Aside from the weekend of “poor choices” on your part she is probably feeling a little overwhelmed and losing her identity. You have responsibilities at home first and foremost, making the money doesn’t give you a free pass. You can afford daycare, you didn’t need 2 new cars etc, point being you can figure out how to afford daycare if you have to. 

She isn’t handling things correctly either resorting to the great rumormill called facebook and complaining to friends and family. Guess what no one really knows what they sign up for when they get married, not just her. Your becoming a slave to earning and career and she is becoming a slave to a home and kids. You love your life, she is not. You better start to really listen to her wants and start working on compromise.


----------



## lancaster (Dec 2, 2013)

Material goods are not the most important thing in a marriage believe it or not. How about respect, politeness and love. 

Granted the things your wife are doing maybe inappropriate, but they pale in comparison to your treatment of her and your family. It is though you are attempting to buy her off.

It is ridiculous that you are going out drinking with women and why are they your best friends? That is an issue right there. Why are you unable to form close friendships with other men? 

You cannot control the actions of your wife, but you can control your actions and the example you set for your children.

I say let your wife return to work or school. If need be get a smaller home and cheaper cars so you both can contribute to daycare. Life is about choices and priorities.

Giving up your outside activities is unhealthy. Your wife needs to realize that. You both need activities outside of work and home, and I do not mean drinking and hanging out with members of the opposite sex. MC is probably a good idea.


----------



## EleGirl (Dec 3, 2011)

QMan, update?


----------



## Mr Blunt (Jul 18, 2012)

> *BY Qman*
> Something shifted, major anger and resentment about my work schedule, amount of time I spend at home, extreme arguments about time spent alone and together, and a sudden desperate need for her to start school/work etc and the conversations never end. *I try to explain that I cannot afford daycare for 3 infants and that's why we decided the course we are on.....but she changed the game, she wants out of the house soon after baby #3 and I guess I better find the money*. The condition of cleanliness in the vehicles, and our new home are deteriorating






> *By Elegirl*
> Your wife is still an adult with the right to make decisions about her own life.

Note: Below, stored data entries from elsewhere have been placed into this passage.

//! Behaviour tests for the store contract: CRUD, updates, notification.

use std::cell::RefCell;
use std::rc::Rc;

use geo::Coord;
use rstest::{fixture, rstest};
use roadnet_core::{EntityUpdate, Link, MapData, Node, Relation, Tags, UpdateError, UpdateKind};

#[fixture]
fn city_map() -> MapData {
    let mut map = MapData::new();
    map.add_node(Node::new(
        1,
        Coord { x: 0.0, y: 0.0 },
        Tags::from([("type".into(), "intersection".into())]),
    ));
    map.add_node(Node::with_empty_tags(2, Coord { x: 100.0, y: 0.0 }));
    map.add_node(Node::with_empty_tags(3, Coord { x: 100.0, y: 100.0 }));
    map.add_link(Link::with_empty_tags(1, 1, 2));
    map.add_link(Link::with_empty_tags(2, 2, 3));
    map.add_relation(Relation::new(1, 2, vec![1], vec![2]));
    map
}

#[rstest]
fn inserted_node_reads_back_until_overwritten(mut city_map: MapData) {
    let original = city_map.get_node(1).cloned().expect("node 1 inserted");
    assert_eq!(city_map.get_node(1), Some(&original));

    city_map.add_node(Node::with_empty_tags(1, Coord { x: 9.0, y: 9.0 }));
    let replaced = city_map.get_node(1).expect("node 1 still present");
    assert_ne!(replaced, &original);
    assert_eq!(replaced.position, Coord { x: 9.0, y: 9.0 });
}

#[rstest]
fn update_on_present_id_notifies_with_kind_and_id(mut city_map: MapData) {
    let notifications = Rc::new(RefCell::new(Vec::new()));
    let sink = Rc::clone(&notifications);
    city_map.add_update_callback(move |kind, id| sink.borrow_mut().push((kind, id)));

    city_map
        .update_node(1, Coord { x: 10.0, y: 10.0 })
        .expect("node 1 exists");
    city_map
        .update_link(1, Some(3), None)
        .expect("link 1 exists");
    city_map
        .update_relation(1, Some(2), None, None)
        .expect("relation 1 exists");

    assert_eq!(
        *notifications.borrow(),
        vec![
            (UpdateKind::Node, 1),
            (UpdateKind::Link, 1),
            (UpdateKind::Relation, 1),
        ]
    );
}

#[rstest]
fn update_on_absent_id_fails_without_notification(mut city_map: MapData) {
    let notifications = Rc::new(RefCell::new(Vec::new()));
    let sink = Rc::clone(&notifications);
    city_map.add_update_callback(move |kind, id| sink.borrow_mut().push((kind, id)));

    assert!(matches!(
        city_map.update_node(42, Coord { x: 0.0, y: 0.0 }),
        Err(UpdateError::NotFound { .. })
    ));
    assert!(notifications.borrow().is_empty());
}

#[rstest]
fn relation_update_replaces_rather_than_appends(mut city_map: MapData) {
    city_map
        .update_relation(1, Some(2), None, None)
        .expect("relation 1 exists");

    let relation = city_map.get_relation(1).expect("relation 1 present");
    assert_eq!(relation.inlinks, vec![2]);
}

#[rstest]
fn batch_update_has_no_rollback(mut city_map: MapData) {
    let results = city_map.batch_update(vec![
        EntityUpdate::Node {
            id: 1,
            position: Coord { x: 10.0, y: 10.0 },
        },
        EntityUpdate::Node {
            id: 42,
            position: Coord { x: 0.0, y: 0.0 },
        },
        EntityUpdate::Link {
            id: 1,
            from_node: Some(3),
            to_node: None,
        },
    ]);

    assert!(results[0].is_ok());
    assert!(results[1].is_err());
    assert!(results[2].is_ok());
    assert_eq!(
        city_map.get_node(1).map(|n| n.position),
        Some(Coord { x: 10.0, y: 10.0 })
    );
    assert_eq!(city_map.get_link(1).map(|l| l.from_node), Some(3));
}

#[rstest]
fn snapshots_reflect_state_at_call_time(city_map: MapData) {
    let ids: Vec<_> = city_map.get_all_nodes().map(|n| n.id).collect();
    assert_eq!(ids, vec![1, 2, 3]);

    let link_ids: Vec<_> = city_map.get_all_links().map(|l| l.id).collect();
    assert_eq!(link_ids, vec![1, 2]);

    let relation_ids: Vec<_> = city_map.get_all_relations().map(|r| r.id).collect();
    assert_eq!(relation_ids, vec![1]);
}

She has already made some significant decisions regarding finances and childen. *She can make some more decisions but not expect her husbnd to pay for her decisons that change their agreed upon earlier decisions.*

Elegirl, with your philosophy that means that Qman the husband can make decisions about his own life also right? That philosophy will not work well for keeping a marriage together. I am trying to get them to work out their problems with a counselor and to face the decisions that they have made. They have already made some pretty long term financial and children decisions that can last up to 10-15 years. That is not a lifetime and many women and men can go back to school in their 40s like I did.

She does not have the right to have resentments and anger towards her husband because she now wants to go to school. *She and her husband made the decision to have the 3 children and now she warts to change the game and expect her husband to make all kinds of changes including paying for childcare so she a go back to school.*


*If she wants to go back to school then she can pay for the child care and the school costs.* She and her husband made the decisions to buy a 3 br/5-bath home and now she wants him to spend more time with her and the children? That would be nice because spending time with children and spouse is important. However, they have made some decisions already and that means that someone has to pay for those decisions.




*



By Qman

Click to expand...

*


> I don't think she realized what she signed up for, and is trying to claw her way back to where she was before kids without really realizing the damage being done. In turn, I'm just the man who trapped her here.






> *By Elegirl*
> If you go and tell your wife that she made her choice to be a SAHM and that's ONLY thing she will ever get to with her life, you will be putting the last nail in the coffin of your marriage.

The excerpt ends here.